Na civilização contemporânea, esta falta de compaixão se torna algo mais do que um pecado de omissão. Rousseau sustenta que, tendo obtido êxito nas competições da vida civilizada, os vencedores têm agora um interesse em preservar o sistema. Os defensores da civilização – especialmente aqueles que estão vivendo nas partes superiores das pirâmides sociais e, por conseguinte, isoladas da zona de impacto de danos – fazem um esforço extraordinário para louvar os avanços da civilização em tecnologia, arte e ciência. Mas esses mesmos avanços e elogios que são objetos de apreciação são apenas mascarás para ocultar o dano produzido na civilização. Pressagiando a Herbert Marcuse e a Foucault, Rousseau escreveu em seu ensaio que o tornou famoso.

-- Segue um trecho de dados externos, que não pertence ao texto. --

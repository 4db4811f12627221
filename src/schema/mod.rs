//! Schema subsystem
//!
//! Schemas declare document structure and mark which scalar leaves are
//! sensitive. They are the input to the path compiler and are never
//! consulted while walking documents.
//!
//! # Design Principles
//!
//! - Schemas are immutable once registered
//! - Embedded sub-schemas are referenced by (id, version), not inlined
//! - Field names are path segments and may not contain `.` or be `*`

mod errors;
mod registry;
mod types;

pub use errors::{SchemaError, SchemaErrorCode, SchemaResult};
pub use registry::SchemaRegistry;
pub use types::{FieldDef, FieldType, Schema};
//! # Data Keys
//!
//! A data key is a random 32-byte AES key, stored wrapped under the vault's
//! master key and addressed by id or by one of its alternate names.

use std::fmt;

use chrono::{DateTime, Utc};
use serde::{Deserialize, Serialize};
use uuid::Uuid;

/// Length of data key material in bytes
pub const DATA_KEY_LEN: usize = 32;

fn default_db_name() -> String {
    "encryption".to_string()
}

fn default_collection_name() -> String {
    "__keyVault".to_string()
}

/// Where data keys live, as `<db>.<collection>`
#[derive(Debug, Clone, PartialEq, Eq, Hash, Serialize, Deserialize)]
pub struct KeyVaultNamespace {
    #[serde(default = "default_db_name")]
    pub db_name: String,
    #[serde(default = "default_collection_name")]
    pub collection_name: String,
}

impl Default for KeyVaultNamespace {
    fn default() -> Self {
        Self {
            db_name: default_db_name(),
            collection_name: default_collection_name(),
        }
    }
}

impl KeyVaultNamespace {
    pub fn new(db_name: impl Into<String>, collection_name: impl Into<String>) -> Self {
        Self {
            db_name: db_name.into(),
            collection_name: collection_name.into(),
        }
    }

    /// Both parts are non-empty
    pub fn is_complete(&self) -> bool {
        !self.db_name.trim().is_empty() && !self.collection_name.trim().is_empty()
    }
}

impl fmt::Display for KeyVaultNamespace {
    fn fmt(&self, f: &mut fmt::Formatter<'_>) -> fmt::Result {
        write!(f, "{}.{}", self.db_name, self.collection_name)
    }
}

/// Reference to a data key, handed to the cipher
#[derive(Debug, Clone, Copy, PartialEq, Eq, Hash)]
pub struct KeyHandle(Uuid);

impl KeyHandle {
    pub fn new(id: Uuid) -> Self {
        Self(id)
    }

    pub fn id(&self) -> Uuid {
        self.0
    }
}

impl fmt::Display for KeyHandle {
    fn fmt(&self, f: &mut fmt::Formatter<'_>) -> fmt::Result {
        write!(f, "{}", self.0)
    }
}

/// Stored data key record
#[derive(Debug, Clone, PartialEq, Eq, Serialize, Deserialize)]
#[serde(rename_all = "camelCase")]
pub struct DataKey {
    pub id: Uuid,
    #[serde(default)]
    pub key_alt_names: Vec<String>,
    /// Base64 of `nonce || ciphertext+tag` under the master key
    pub key_material: String,
    pub created_at: DateTime<Utc>,
}

impl DataKey {
    pub fn handle(&self) -> KeyHandle {
        KeyHandle(self.id)
    }

    pub fn has_alt_name(&self, name: &str) -> bool {
        self.key_alt_names.iter().any(|n| n == name)
    }
}

#[cfg(test)]
mod tests {
    use super::*;

    #[test]
    fn test_default_namespace() {
        let ns = KeyVaultNamespace::default();
        assert_eq!(ns.to_string(), "encryption.__keyVault");
        assert!(ns.is_complete());
        assert!(!KeyVaultNamespace::new("encryption", " ").is_complete());
    }

    #[test]
    fn test_namespace_defaults_from_json() {
        let ns: KeyVaultNamespace = serde_json::from_str(r#"{"db_name": "vault"}"#).unwrap();
        assert_eq!(ns.to_string(), "vault.__keyVault");
    }

    #[test]
    fn test_data_key_json_shape() {
        let key = DataKey {
            id: Uuid::nil(),
            key_alt_names: vec!["blog-key".into()],
            key_material: "AAAA".into(),
            created_at: Utc::now(),
        };
        let json = serde_json::to_value(&key).unwrap();
        assert_eq!(json["keyAltNames"][0], "blog-key");
        assert!(json.get("keyMaterial").is_some());
        assert!(key.has_alt_name("blog-key"));
        assert_eq!(key.handle().id(), Uuid::nil());
    }
}
//! CLI error types
//!
//! A `CliError` either stops the command (configuration, data directory,
//! attach) or is written as an error line for a single input document while
//! the batch continues. Schema and encryption failures keep their own
//! `FLE_*` code and severity.

use std::io;
use std::path::PathBuf;

use thiserror::Error;

use crate::error::{CryptError, Severity};
use crate::schema::SchemaError;

/// CLI result type
pub type CliResult<T> = Result<T, CliError>;

/// Errors raised by the `fieldcrypt` binary
#[derive(Debug, Error)]
pub enum CliError {
    /// Config file missing, unreadable, or not valid JSON
    #[error("config {path:?}: {reason}")]
    Config { path: PathBuf, reason: String },

    #[error("data directory {0:?} already has a schema store and key vault")]
    AlreadyInitialized(PathBuf),

    #[error("data directory {0:?} is not initialized, run 'fieldcrypt init' first")]
    NotInitialized(PathBuf),

    /// Schema store could not be loaded or the requested schema is unknown
    #[error(transparent)]
    Schema(#[from] SchemaError),

    /// Encryption config, attach, or a per-document transform failed
    #[error(transparent)]
    Crypt(#[from] CryptError),

    /// A stdin line is not a JSON document
    #[error("line {line}: not a JSON document: {source}")]
    Input {
        line: usize,
        #[source]
        source: serde_json::Error,
    },

    #[error("i/o failure: {0}")]
    Io(#[from] io::Error),

    /// A response line could not be encoded
    #[error("failed to encode response: {0}")]
    Output(#[from] serde_json::Error),
}

impl CliError {
    pub fn config(path: impl Into<PathBuf>, reason: impl Into<String>) -> Self {
        CliError::Config {
            path: path.into(),
            reason: reason.into(),
        }
    }

    /// Returns the stable error code
    pub fn code(&self) -> &'static str {
        match self {
            CliError::Config { .. } => "FLE_CLI_CONFIG_ERROR",
            CliError::AlreadyInitialized(_) => "FLE_CLI_ALREADY_INITIALIZED",
            CliError::NotInitialized(_) => "FLE_CLI_NOT_INITIALIZED",
            CliError::Schema(e) => e.code().code(),
            CliError::Crypt(e) => e.code(),
            CliError::Input { .. } => "FLE_CLI_INPUT_ERROR",
            CliError::Io(_) | CliError::Output(_) => "FLE_CLI_IO_ERROR",
        }
    }

    /// Malformed input rejects one line; everything else the CLI raises
    /// itself stops the command.
    pub fn severity(&self) -> Severity {
        match self {
            CliError::Schema(e) => e.severity(),
            CliError::Crypt(e) => e.severity(),
            CliError::Input { .. } => Severity::Reject,
            _ => Severity::Fatal,
        }
    }

    pub fn is_fatal(&self) -> bool {
        self.severity() == Severity::Fatal
    }
}
//! fieldcrypt - schema-driven field-level encryption
//!
//! A schema marks some scalar fields as sensitive. [`path::PathCompiler`]
//! compiles it once into a [`path::PathSet`] of canonical dotted paths
//! (array positions become `*`), and [`document::DocumentWalker`] applies an
//! asynchronous encrypt or decrypt transform to exactly the leaves whose
//! path is in the set. [`encryption::FieldEncryption`] wires both to a key
//! resolver and a cipher.

pub mod cipher;
pub mod cli;
pub mod document;
pub mod encryption;
pub mod error;
pub mod keys;
pub mod path;
pub mod schema;

pub use error::{CryptError, CryptResult, Severity};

O Discurso sobre as Ciências e as Artes: “Os príncipes olham sempre com agrado a difusão, entre seus súditos, o gosto pela arte da diversão e o supérfluo”. Tais gostos adquiridos dentro de uma aldeia provém “de tantas correntes que o prendem”. “As ciências, a literatura e as artes” – longe de libertar e elevar a humanidade -, “espalharam guirlandas de flores sobre as correntes de ferro que oprimem os homens, para reprimir eles no sentido dessa liberdade original para a qual parecem ter nascido, fazem amar sua escravidão, e os convertem no que chamam de ‘pessoas civilizadas'”.
Tão corrupto que, de acordo com isso, está em todo o edifício da civilização que nenhuma reforma seria possível. Contra os tímidos moderados que queriam alcançar lentamente uma boa sociedade, Rousseau chamou-a de revolução. “As pessoas continuamente remendando [o Estado], quando deveriam ter começado a renovar o ar e a deixar de lado todos os velhos materiais, como Licurgo fez em Esparta, a fim de levantar depois um bom edifício”.